▸ Problem statement
In the listing, find every line that has the string "SqliteJournal" and copy it.

[Given records Boundary: Start]

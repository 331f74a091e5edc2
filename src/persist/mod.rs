//! Durable journal of store ops.

/// SQLite journal backend.
pub mod sqlite;

use thiserror::Error;

use crate::{
    core::store::{StoreError, StoreSnapshotV1},
    op::StoredOp,
    types::OpSeq,
};

/// Journal failure.
#[derive(Debug, Error)]
pub enum PersistError {
    /// Underlying database error.
    #[error("sqlite: {0}")]
    Sqlite(#[from] rusqlite::Error),
    /// Payload (de)serialization error.
    #[error("serde: {0}")]
    Serde(#[from] serde_json::Error),
    /// Journaled ops do not rebuild a consistent store.
    #[error("replay: {0}")]
    Replay(#[from] StoreError),
    /// An append would leave a hole in the journal.
    #[error("journal gap: expected op {expected}, got {found}")]
    Gap {
        /// Next sequence the journal accepts.
        expected: OpSeq,
        /// First sequence offered.
        found: OpSeq,
    },
    /// A stored row does not decode to the op it claims to be.
    #[error("corrupt journal: {0}")]
    Corrupt(String),
    /// Anything else, such as a lost worker task.
    #[error("{0}")]
    Message(String),
}

/// Result alias for journal operations.
pub type PersistResult<T> = Result<T, PersistError>;

/// Durable destination for journaled ops; called only from the journal writer.
pub trait JournalSink: Send {
    /// Appends `ops`, which must continue the journal without a gap.
    ///
    /// All-or-nothing: on error nothing from `ops` is stored and the same batch may be
    /// offered again. Returns the highest sequence written.
    fn append_ops(&mut self, ops: &[StoredOp]) -> PersistResult<OpSeq>;

    /// Makes appended ops durable.
    fn flush(&mut self) -> PersistResult<()> {
        Ok(())
    }

    /// Stores a checkpoint covering every op up to `last_seq`.
    fn write_snapshot(&mut self, _snapshot: &StoreSnapshotV1, _last_seq: OpSeq) -> PersistResult<()> {
        Ok(())
    }

    /// Drops journal rows covered by a checkpoint; returns how many went.
    fn compact_through(&mut self, _seq: OpSeq) -> PersistResult<usize> {
        Ok(0)
    }
}
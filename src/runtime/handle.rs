use std::sync::{
    Arc, Mutex as StdMutex, PoisonError, RwLock, RwLockReadGuard, RwLockWriteGuard,
    atomic::{AtomicUsize, Ordering},
};

use async_trait::async_trait;
use serde::Deserialize;
use thiserror::Error;
use tokio::{
    sync::{broadcast, mpsc, oneshot},
    time::{Duration, Instant},
};
use tracing::{debug, info, warn};

use crate::{
    alert::Alert,
    core::{
        store::{ConferenceStore, StoreError, StoreSnapshotV1, Versioned},
        txn::Transaction,
    },
    engine::traits::{Capabilities, Datastore, DatastoreError},
    event::{EventDraft, EventRecord},
    op::{Op, StoredOp},
    persist::{JournalSink, PersistError, PersistResult},
    profile::UserRecord,
    query::QuerySpec,
    types::{EventKey, OpSeq, Principal, RecordKey, UserId},
};

use super::events::ConferenceEvent;

/// Failure of a runtime control call.
#[derive(Debug, Error)]
pub enum RuntimeError {
    /// The journal rejected a write, snapshot, or flush.
    #[error(transparent)]
    Persist(#[from] PersistError),
    /// A thread panicked while holding the store lock.
    #[error("store lock poisoned")]
    Poisoned,
    /// The journal writer has stopped.
    #[error("runtime channel closed")]
    ChannelClosed,
}

/// Journal batching and checkpoint settings.
#[derive(Debug, Clone, Deserialize)]
#[serde(default)]
pub struct RuntimeConfig {
    /// Write and flush the journal after every op.
    pub flush_on_commit: bool,
    /// Largest batch buffered before a write.
    pub batch_max_ops: usize,
    /// Longest an op waits in the buffer; also the retry interval after a failed write.
    pub batch_max_latency_ms: u64,
    /// Capacity of the journal queue; a full queue rejects mutations.
    pub persist_queue_bound: usize,
    /// Ops between automatic checkpoints, `0` to disable.
    pub snapshot_every_ops: usize,
    /// Drop journal rows covered by each checkpoint.
    pub compact_after_snapshot: bool,
}

impl Default for RuntimeConfig {
    fn default() -> Self {
        Self {
            flush_on_commit: true,
            batch_max_ops: 32,
            batch_max_latency_ms: 75,
            persist_queue_bound: 64,
            snapshot_every_ops: 2000,
            compact_after_snapshot: false,
        }
    }
}

/// Cloneable datastore over one shared [`ConferenceStore`].
///
/// Reads take a shared lock; mutations take the exclusive lock only to validate and
/// apply, then hand the journal op to the journal writer. Once a journal write fails,
/// mutations are refused until a retry succeeds.
///
/// All commits serialize on the one write guard, including commits over unrelated
/// records; the guard is never held across I/O or an `.await`.
#[derive(Clone)]
pub struct ConferenceHandle {
    store: Arc<RwLock<ConferenceStore>>,
    journal: Option<JournalLink>,
    events_tx: broadcast::Sender<ConferenceEvent>,
    config: RuntimeConfig,
}

#[derive(Clone)]
struct JournalLink {
    tx: mpsc::Sender<JournalCmd>,
    health: Arc<JournalHealth>,
    since_checkpoint: Arc<AtomicUsize>,
}

enum JournalCmd {
    Append(StoredOp),
    Flush {
        resp: oneshot::Sender<PersistResult<OpSeq>>,
    },
    Checkpoint {
        snapshot: StoreSnapshotV1,
        last_seq: OpSeq,
        compact: bool,
        resp: Option<oneshot::Sender<PersistResult<()>>>,
    },
    Shutdown {
        resp: oneshot::Sender<PersistResult<()>>,
    },
}

/// Latched reason of the last failed journal write, cleared by the next good one.
#[derive(Debug, Default)]
struct JournalHealth {
    failure: StdMutex<Option<String>>,
}

impl JournalHealth {
    fn check(&self) -> Result<(), DatastoreError> {
        match self.reason() {
            Some(reason) => Err(DatastoreError::Unavailable(format!("journal write failed: {reason}"))),
            None => Ok(()),
        }
    }

    fn reason(&self) -> Option<String> {
        self.failure.lock().unwrap_or_else(PoisonError::into_inner).clone()
    }

    fn fail(&self, err: &PersistError) {
        *self.failure.lock().unwrap_or_else(PoisonError::into_inner) = Some(err.to_string());
    }

    fn clear(&self) {
        self.failure.lock().unwrap_or_else(PoisonError::into_inner).take();
    }
}

/// Starts a runtime over `store`, journaling to `sink` when one is given.
///
/// `store` must already reflect everything in `sink`, as returned by
/// [`crate::persist::sqlite::SqliteJournal::load_store`].
pub fn spawn_conference(
    store: ConferenceStore,
    sink: Option<Box<dyn JournalSink>>,
    config: RuntimeConfig,
) -> ConferenceHandle {
    let (events_tx, _) = broadcast::channel::<ConferenceEvent>(1024);

    let journal = sink.map(|sink| {
        let (tx, rx) = mpsc::channel::<JournalCmd>(config.persist_queue_bound.max(1));
        let health = Arc::new(JournalHealth::default());
        let writer = JournalWriter {
            sink: Some(sink),
            pending: Vec::new(),
            durable: store.latest_op_seq(),
            health: Arc::clone(&health),
            events_tx: events_tx.clone(),
            config: config.clone(),
        };
        tokio::spawn(writer.run(rx));
        JournalLink {
            tx,
            health,
            since_checkpoint: Arc::new(AtomicUsize::new(0)),
        }
    });

    ConferenceHandle {
        store: Arc::new(RwLock::new(store)),
        journal,
        events_tx,
        config,
    }
}
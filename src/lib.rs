//! Conference seat registration over an optimistic transactional store, with
//! append-only SQLite journaling.
//!
//! # Examples
//!
//! Compiling caller filters into a query:
//! ```
//! use confcentral::query::{Attribute, Clause, compile_filters};
//!
//! let spec = compile_filters(&[
//!     Clause::new("CITY", "EQ", "Chicago"),
//!     Clause::new("MAX_ATTENDEES", "GT", "50"),
//! ])
//! .expect("valid filters");
//! assert_eq!(spec.range_field(), Some(Attribute::MaxAttendees));
//! ```
//!
//! Registering through the service with a SQLite journal:
//! ```no_run
//! use confcentral::{
//!     config::ConferenceConfig,
//!     core::slot::AnnouncementSlot,
//!     event::EventDraft,
//!     persist::sqlite::SqliteJournal,
//!     runtime::handle::spawn_conference,
//!     service::ConferenceService,
//!     types::Principal,
//! };
//!
//! # #[tokio::main]
//! # async fn main() {
//! let config = ConferenceConfig::default();
//! let journal = SqliteJournal::open("confcentral.db").expect("open sqlite");
//! let store = journal.load_store().expect("replay journal");
//! let handle = spawn_conference(store, Some(Box::new(journal)), config.runtime.clone());
//! let service = ConferenceService::new(handle.clone(), AnnouncementSlot::new(), &config);
//!
//! let organizer = Principal::new("org-1", "org@example.com");
//! let event = service
//!     .create_event(&organizer, EventDraft::new("RustConf", 100))
//!     .await
//!     .expect("create");
//! let attendee = Principal::new("user-1", "user@example.com");
//! service.register(&attendee, &event.key).await.expect("register");
//! handle.shutdown().await.expect("shutdown");
//! # }
//! ```
#![deny(missing_docs)]

/// Administrator alerts.
pub mod alert;
/// Runtime, retry, and refresh configuration.
pub mod config;
/// In-memory authoritative store, transactions, and the announcement slot.
pub mod core;
/// Registration and announcement engines plus their collaborator traits.
pub mod engine;
/// Crate-wide error classification.
pub mod error;
/// Event records and creation drafts.
pub mod event;
/// Journal op model.
pub mod op;
/// Persistence abstraction and SQLite implementation.
pub mod persist;
/// User profiles and profile patches.
pub mod profile;
/// Filter compilation and query execution.
pub mod query;
/// Shared-store runtime handle and events.
pub mod runtime;
/// Caller-facing facade.
pub mod service;
/// Shared primitive types and enums.
pub mod types;
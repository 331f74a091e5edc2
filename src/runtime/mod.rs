//! Shared store handle, journal writer, and event stream.

/// Event stream types emitted by the runtime.
pub mod events;
/// Datastore handle and journal writer.
pub mod handle;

[Given records Boundary: End]

▸ Answer space
/// [`crate::persist::sqlite::SqliteJournal::load_store`].
//!     persist::sqlite::SqliteJournal,
//! let journal = SqliteJournal::open("confcentral.db").expect("open sqlite");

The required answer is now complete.